Excerpts from a dataset
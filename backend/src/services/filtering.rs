use serde::{Deserialize, Serialize};
use std::cmp::Ordering;
use std::str::FromStr;

use crate::error::ExplorerError;
use crate::models::{PlanetCategory, ProcessedExoplanet};

/// Explorer filter controls. An absent field does not constrain the result.
#[derive(Debug, Clone, Default, PartialEq, Serialize, Deserialize)]
#[serde(rename_all = "camelCase")]
pub struct FilterCriteria {
    #[serde(default)]
    pub category: Option<PlanetCategory>,
    #[serde(default)]
    pub min_habitability: Option<f64>,
    /// Parsecs
    #[serde(default)]
    pub max_distance: Option<f64>,
    #[serde(default)]
    pub star_type: Option<String>,
    #[serde(default)]
    pub min_discovery_year: Option<i32>,
}

impl FilterCriteria {
    pub fn is_empty(&self) -> bool {
        self == &FilterCriteria::default()
    }

    /// Whether a single planet satisfies every supplied criterion.
    pub fn matches(&self, planet: &ProcessedExoplanet) -> bool {
        if let Some(category) = self.category {
            if planet.category != category {
                return false;
            }
        }
        if let Some(min) = self.min_habitability {
            if planet.habitability < min {
                return false;
            }
        }
        if let Some(max) = self.max_distance {
            if planet.record.distance.value() > max {
                return false;
            }
        }
        if let Some(star) = self.star_type.as_deref() {
            if planet.record.star_type.as_deref() != Some(star) {
                return false;
            }
        }
        if let Some(year) = self.min_discovery_year {
            if planet.record.discovery_year < year {
                return false;
            }
        }
        true
    }
}

/// Keep the planets matching all criteria, preserving input order.
pub fn filter_exoplanets(
    planets: &[ProcessedExoplanet],
    criteria: &FilterCriteria,
) -> Vec<ProcessedExoplanet> {
    planets
        .iter()
        .filter(|p| criteria.matches(p))
        .cloned()
        .collect()
}

/// Numeric field to order the explorer list by.
#[derive(Debug, Clone, Copy, PartialEq, Eq, Serialize, Deserialize)]
#[serde(rename_all = "camelCase")]
pub enum SortField {
    Distance,
    Habitability,
    Radius,
    Temperature,
    DiscoveryYear,
}

impl SortField {
    pub fn key(&self, planet: &ProcessedExoplanet) -> f64 {
        match self {
            SortField::Distance => planet.record.distance.value(),
            SortField::Habitability => planet.habitability,
            SortField::Radius => planet.record.radius,
            SortField::Temperature => planet.record.temperature,
            SortField::DiscoveryYear => f64::from(planet.record.discovery_year),
        }
    }
}

impl FromStr for SortField {
    type Err = ExplorerError;

    /// Accepts the same names as the serde form.
    fn from_str(s: &str) -> Result<Self, Self::Err> {
        match s {
            "distance" => Ok(SortField::Distance),
            "habitability" => Ok(SortField::Habitability),
            "radius" => Ok(SortField::Radius),
            "temperature" => Ok(SortField::Temperature),
            "discoveryYear" => Ok(SortField::DiscoveryYear),
            _ => Err(ExplorerError::invalid_input(format!(
                "Unknown sort field '{}'",
                s
            ))),
        }
    }
}

/// Return a new list ordered by `field`.
///
/// The sort is stable in both directions: planets with equal keys keep their
/// relative input order.
pub fn sort_exoplanets(
    planets: &[ProcessedExoplanet],
    field: SortField,
    ascending: bool,
) -> Vec<ProcessedExoplanet> {
    let mut sorted = planets.to_vec();
    sorted.sort_by(|a, b| {
        let ordering = compare_by(field, a, b);
        if ascending {
            ordering
        } else {
            ordering.reverse()
        }
    });
    sorted
}

/// Ascending order of two planets by `field`, total over `f64` keys.
pub fn compare_by(field: SortField, a: &ProcessedExoplanet, b: &ProcessedExoplanet) -> Ordering {
    field.key(a).total_cmp(&field.key(b))
}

Aim of the task:
Using the records above, state how many lines contain "crate"; a single number is the whole answer.

Output of the task:
2